- **Required action**
Write out again the entries from the first line to the line that includes "fn lock(&self) ->", keeping both of those lines.

- **Dataset content**
···

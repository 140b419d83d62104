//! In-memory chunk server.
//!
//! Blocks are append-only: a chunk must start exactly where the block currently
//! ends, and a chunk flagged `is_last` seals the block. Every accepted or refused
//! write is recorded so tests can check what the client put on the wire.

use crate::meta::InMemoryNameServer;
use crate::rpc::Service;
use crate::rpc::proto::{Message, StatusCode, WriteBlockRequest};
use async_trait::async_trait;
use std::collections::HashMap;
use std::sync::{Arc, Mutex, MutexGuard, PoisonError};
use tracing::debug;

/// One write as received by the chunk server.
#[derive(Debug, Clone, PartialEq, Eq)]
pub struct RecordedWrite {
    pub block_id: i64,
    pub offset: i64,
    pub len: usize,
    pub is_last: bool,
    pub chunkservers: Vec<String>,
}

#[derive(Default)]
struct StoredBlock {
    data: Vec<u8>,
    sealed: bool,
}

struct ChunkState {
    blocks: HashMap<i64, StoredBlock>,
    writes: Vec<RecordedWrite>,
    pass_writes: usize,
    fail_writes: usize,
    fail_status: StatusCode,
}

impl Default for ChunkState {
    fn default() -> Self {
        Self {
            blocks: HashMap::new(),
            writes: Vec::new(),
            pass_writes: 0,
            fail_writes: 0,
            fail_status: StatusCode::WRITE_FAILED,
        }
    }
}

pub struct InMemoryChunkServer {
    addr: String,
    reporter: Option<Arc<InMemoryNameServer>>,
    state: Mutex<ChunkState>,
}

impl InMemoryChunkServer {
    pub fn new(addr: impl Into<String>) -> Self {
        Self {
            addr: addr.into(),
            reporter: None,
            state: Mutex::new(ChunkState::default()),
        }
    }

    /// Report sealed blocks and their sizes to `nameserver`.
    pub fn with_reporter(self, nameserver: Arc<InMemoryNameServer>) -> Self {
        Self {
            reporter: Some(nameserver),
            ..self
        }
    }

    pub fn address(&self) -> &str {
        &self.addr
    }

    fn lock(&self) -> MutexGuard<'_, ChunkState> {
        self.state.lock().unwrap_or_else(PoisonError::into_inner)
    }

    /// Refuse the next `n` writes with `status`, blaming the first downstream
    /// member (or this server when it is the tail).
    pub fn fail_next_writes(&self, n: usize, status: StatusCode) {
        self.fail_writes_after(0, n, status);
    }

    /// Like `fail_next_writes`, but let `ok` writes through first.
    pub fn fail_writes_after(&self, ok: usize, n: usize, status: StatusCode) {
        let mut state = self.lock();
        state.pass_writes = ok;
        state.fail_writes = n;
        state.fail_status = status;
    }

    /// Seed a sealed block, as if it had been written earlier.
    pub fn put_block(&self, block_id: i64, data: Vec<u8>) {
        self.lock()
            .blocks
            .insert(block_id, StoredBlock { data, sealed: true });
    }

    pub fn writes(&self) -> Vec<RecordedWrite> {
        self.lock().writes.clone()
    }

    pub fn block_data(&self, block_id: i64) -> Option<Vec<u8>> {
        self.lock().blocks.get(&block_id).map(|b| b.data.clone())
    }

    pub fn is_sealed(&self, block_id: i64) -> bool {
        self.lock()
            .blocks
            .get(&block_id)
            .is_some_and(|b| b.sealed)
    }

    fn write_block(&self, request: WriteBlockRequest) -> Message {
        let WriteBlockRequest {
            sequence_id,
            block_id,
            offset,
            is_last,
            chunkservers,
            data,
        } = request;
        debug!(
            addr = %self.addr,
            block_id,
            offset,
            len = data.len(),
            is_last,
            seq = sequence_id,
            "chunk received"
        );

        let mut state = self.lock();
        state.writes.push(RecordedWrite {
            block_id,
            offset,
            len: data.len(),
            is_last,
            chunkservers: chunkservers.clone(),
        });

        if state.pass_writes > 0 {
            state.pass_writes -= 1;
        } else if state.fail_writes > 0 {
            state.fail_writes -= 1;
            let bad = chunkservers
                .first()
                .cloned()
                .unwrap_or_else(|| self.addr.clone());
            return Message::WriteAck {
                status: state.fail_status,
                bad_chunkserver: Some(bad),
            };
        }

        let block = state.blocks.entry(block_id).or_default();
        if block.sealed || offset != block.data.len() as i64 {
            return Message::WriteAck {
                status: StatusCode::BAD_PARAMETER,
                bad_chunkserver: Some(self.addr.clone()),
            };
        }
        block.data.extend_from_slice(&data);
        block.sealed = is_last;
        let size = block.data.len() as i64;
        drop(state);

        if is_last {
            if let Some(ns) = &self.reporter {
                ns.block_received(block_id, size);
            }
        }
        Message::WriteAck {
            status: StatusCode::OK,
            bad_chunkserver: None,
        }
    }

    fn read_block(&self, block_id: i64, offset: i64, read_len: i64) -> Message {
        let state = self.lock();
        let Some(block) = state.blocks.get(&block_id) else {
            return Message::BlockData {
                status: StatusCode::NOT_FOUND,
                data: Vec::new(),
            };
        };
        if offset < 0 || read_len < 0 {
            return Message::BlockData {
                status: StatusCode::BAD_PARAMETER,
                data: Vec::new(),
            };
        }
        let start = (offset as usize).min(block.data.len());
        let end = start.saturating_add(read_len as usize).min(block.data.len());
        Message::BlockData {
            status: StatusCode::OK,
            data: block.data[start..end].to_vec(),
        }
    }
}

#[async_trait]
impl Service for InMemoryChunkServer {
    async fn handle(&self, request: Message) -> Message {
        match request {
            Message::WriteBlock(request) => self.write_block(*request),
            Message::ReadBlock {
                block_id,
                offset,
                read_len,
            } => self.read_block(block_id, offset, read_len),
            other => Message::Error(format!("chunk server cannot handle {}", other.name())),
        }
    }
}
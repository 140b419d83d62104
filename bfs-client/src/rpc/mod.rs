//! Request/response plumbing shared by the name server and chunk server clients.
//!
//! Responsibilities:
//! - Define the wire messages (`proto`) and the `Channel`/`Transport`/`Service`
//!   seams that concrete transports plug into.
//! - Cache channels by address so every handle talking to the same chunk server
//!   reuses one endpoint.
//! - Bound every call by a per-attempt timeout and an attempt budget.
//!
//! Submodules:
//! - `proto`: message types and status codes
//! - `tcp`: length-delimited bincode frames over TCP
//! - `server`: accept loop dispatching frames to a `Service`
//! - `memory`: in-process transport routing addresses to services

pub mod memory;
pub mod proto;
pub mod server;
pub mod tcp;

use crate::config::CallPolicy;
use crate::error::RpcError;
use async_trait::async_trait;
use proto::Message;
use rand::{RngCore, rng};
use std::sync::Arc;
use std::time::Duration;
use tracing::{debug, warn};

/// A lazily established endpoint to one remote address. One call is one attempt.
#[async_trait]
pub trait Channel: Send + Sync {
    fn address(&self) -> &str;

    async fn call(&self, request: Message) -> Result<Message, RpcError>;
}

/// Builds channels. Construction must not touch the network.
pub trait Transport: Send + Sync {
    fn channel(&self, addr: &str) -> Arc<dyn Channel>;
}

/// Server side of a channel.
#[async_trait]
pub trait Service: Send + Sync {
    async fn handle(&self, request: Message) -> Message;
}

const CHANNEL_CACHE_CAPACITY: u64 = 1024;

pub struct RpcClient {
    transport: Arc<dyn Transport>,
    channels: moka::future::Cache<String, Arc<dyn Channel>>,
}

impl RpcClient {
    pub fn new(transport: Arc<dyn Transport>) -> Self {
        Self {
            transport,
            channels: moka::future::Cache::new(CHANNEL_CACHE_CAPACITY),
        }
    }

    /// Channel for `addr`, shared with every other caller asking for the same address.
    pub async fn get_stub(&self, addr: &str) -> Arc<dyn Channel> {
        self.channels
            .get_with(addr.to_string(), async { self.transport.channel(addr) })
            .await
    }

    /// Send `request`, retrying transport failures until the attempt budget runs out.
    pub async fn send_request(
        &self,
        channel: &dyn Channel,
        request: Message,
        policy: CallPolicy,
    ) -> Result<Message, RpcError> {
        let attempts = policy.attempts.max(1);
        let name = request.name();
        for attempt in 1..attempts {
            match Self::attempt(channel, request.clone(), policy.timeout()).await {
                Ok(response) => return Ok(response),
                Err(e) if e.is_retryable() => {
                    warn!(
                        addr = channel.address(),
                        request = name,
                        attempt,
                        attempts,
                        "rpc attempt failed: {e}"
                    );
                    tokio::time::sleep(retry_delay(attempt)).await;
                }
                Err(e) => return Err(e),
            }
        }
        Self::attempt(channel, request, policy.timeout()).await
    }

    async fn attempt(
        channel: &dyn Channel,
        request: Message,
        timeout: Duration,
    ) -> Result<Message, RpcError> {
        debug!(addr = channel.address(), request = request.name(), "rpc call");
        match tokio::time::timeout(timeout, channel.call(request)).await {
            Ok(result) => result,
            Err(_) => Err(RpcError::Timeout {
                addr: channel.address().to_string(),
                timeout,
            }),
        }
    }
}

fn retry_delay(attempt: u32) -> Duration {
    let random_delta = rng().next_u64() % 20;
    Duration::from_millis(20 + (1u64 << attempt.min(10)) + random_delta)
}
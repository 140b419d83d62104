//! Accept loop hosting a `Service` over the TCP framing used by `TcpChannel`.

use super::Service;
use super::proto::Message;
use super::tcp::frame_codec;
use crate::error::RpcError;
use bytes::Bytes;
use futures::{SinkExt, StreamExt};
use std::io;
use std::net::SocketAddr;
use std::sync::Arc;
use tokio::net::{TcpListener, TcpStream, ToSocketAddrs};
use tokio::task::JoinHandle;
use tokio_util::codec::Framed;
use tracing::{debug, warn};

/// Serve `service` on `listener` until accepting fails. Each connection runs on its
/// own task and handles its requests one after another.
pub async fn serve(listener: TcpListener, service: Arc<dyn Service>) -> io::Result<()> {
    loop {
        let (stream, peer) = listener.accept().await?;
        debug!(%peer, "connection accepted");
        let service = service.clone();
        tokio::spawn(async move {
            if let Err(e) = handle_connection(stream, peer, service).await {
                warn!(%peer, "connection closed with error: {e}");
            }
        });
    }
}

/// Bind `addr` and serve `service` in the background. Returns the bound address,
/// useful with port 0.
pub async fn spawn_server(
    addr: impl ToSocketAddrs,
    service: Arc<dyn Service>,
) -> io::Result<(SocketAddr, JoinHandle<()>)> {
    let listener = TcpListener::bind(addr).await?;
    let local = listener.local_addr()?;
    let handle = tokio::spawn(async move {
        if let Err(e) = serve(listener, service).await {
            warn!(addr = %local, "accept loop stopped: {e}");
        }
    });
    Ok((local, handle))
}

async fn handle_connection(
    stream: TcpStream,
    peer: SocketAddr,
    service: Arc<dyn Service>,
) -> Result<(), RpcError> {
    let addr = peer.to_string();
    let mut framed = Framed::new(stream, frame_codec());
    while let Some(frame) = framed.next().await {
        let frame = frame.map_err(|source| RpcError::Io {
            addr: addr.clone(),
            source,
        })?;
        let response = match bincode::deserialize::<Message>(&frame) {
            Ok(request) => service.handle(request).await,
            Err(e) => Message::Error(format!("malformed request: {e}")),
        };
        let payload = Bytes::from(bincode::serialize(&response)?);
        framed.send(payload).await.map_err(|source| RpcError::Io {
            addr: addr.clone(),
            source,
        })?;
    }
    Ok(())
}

···

- **Task answer**
repository 140b419d83d62104
//! In-memory chunk server.
//!
//! Blocks are append-only: a chunk must start exactly where the block currently
//! ends, and a chunk flagged `is_last` seals the block. Every accepted or refused
//! write is recorded so tests can check what the client put on the wire.

use crate::meta::InMemoryNameServer;
use crate::rpc::Service;
use crate::rpc::proto::{Message, StatusCode, WriteBlockRequest};
use async_trait::async_trait;
use std::collections::HashMap;
use std::sync::{Arc, Mutex, MutexGuard, PoisonError};
use tracing::debug;

/// One write as received by the chunk server.
#[derive(Debug, Clone, PartialEq, Eq)]
pub struct RecordedWrite {
    pub block_id: i64,
    pub offset: i64,
    pub len: usize,
    pub is_last: bool,
    pub chunkservers: Vec<String>,
}

#[derive(Default)]
struct StoredBlock {
    data: Vec<u8>,
    sealed: bool,
}

struct ChunkState {
    blocks: HashMap<i64, StoredBlock>,
    writes: Vec<RecordedWrite>,
    pass_writes: usize,
    fail_writes: usize,
    fail_status: StatusCode,
}

impl Default for ChunkState {
    fn default() -> Self {
        Self {
            blocks: HashMap::new(),
            writes: Vec::new(),
            pass_writes: 0,
            fail_writes: 0,
            fail_status: StatusCode::WRITE_FAILED,
        }
    }
}

pub struct InMemoryChunkServer {
    addr: String,
    reporter: Option<Arc<InMemoryNameServer>>,
    state: Mutex<ChunkState>,
}

impl InMemoryChunkServer {
    pub fn new(addr: impl Into<String>) -> Self {
        Self {
            addr: addr.into(),
            reporter: None,
            state: Mutex::new(ChunkState::default()),
        }
    }

    /// Report sealed blocks and their sizes to `nameserver`.
    pub fn with_reporter(self, nameserver: Arc<InMemoryNameServer>) -> Self {
        Self {
            reporter: Some(nameserver),
            ..self
        }
    }

    pub fn address(&self) -> &str {
        &self.addr
    }

    fn lock(&self) -> MutexGuard<'_, ChunkState> {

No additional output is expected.